**RECORDS FOR THE EXERCISE**.
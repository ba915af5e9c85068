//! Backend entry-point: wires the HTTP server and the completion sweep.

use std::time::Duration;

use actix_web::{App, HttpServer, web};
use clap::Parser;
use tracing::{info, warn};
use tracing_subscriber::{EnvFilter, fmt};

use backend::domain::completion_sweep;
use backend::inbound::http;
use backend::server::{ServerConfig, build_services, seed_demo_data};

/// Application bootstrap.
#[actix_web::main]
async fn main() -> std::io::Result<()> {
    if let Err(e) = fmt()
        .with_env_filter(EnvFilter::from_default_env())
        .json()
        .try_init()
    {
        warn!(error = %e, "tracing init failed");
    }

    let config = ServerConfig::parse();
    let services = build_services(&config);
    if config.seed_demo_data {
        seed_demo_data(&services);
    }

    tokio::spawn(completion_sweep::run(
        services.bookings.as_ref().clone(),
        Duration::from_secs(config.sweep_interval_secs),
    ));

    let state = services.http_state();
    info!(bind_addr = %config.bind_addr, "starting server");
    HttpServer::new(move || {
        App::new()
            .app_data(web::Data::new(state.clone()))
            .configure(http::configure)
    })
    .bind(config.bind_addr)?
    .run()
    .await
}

==

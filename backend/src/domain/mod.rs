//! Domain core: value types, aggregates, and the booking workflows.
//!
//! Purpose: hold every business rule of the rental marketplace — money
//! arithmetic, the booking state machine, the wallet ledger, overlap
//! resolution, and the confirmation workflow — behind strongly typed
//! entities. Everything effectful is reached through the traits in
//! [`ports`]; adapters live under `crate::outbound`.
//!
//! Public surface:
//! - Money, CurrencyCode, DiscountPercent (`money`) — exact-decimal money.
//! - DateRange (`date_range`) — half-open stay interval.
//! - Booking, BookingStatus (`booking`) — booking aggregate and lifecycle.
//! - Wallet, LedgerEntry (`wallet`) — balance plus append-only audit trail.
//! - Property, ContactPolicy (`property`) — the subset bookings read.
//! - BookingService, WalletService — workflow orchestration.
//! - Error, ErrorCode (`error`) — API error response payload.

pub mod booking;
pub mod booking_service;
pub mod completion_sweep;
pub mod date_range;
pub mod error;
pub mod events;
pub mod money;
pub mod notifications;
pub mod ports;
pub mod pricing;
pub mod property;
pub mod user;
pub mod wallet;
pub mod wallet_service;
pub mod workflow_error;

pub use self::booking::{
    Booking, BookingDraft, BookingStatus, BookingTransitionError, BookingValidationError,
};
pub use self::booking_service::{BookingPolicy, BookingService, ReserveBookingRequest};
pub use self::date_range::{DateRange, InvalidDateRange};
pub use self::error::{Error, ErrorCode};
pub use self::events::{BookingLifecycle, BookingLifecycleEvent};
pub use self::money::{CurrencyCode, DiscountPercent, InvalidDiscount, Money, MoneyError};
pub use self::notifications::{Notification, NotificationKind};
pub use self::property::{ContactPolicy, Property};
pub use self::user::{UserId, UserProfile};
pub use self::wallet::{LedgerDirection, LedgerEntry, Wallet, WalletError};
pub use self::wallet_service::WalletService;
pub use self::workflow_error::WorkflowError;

**TASK TO COMPLETE**. Give back exactly the lines above starting at the line where "repository ba915af5e9c85068" appears and ending at the line where "let state = services.http_state();" appears, both included, with no other lines.

**RESPONSE TO THE EXERCISE**.
repository ba915af5e9c85068
//! Backend entry-point: wires the HTTP server and the completion sweep.

use std::time::Duration;

use actix_web::{App, HttpServer, web};
use clap::Parser;
use tracing::{info, warn};
use tracing_subscriber::{EnvFilter, fmt};

use backend::domain::completion_sweep;
use backend::inbound::http;
use backend::server::{ServerConfig, build_services, seed_demo_data};

/// Application bootstrap.
#[actix_web::main]
async fn main() -> std::io::Result<()> {
    if let Err(e) = fmt()
        .with_env_filter(EnvFilter::from_default_env())
        .json()
        .try_init()
    {
        warn!(error = %e, "tracing init failed");
    }

    let config = ServerConfig::parse();
    let services = build_services(&config);
    if config.seed_demo_data {
        seed_demo_data(&services);
    }

    tokio::spawn(completion_sweep::run(
        services.bookings.as_ref().clone(),
        Duration::from_secs(config.sweep_interval_secs),
    ));

    let state = services.http_state();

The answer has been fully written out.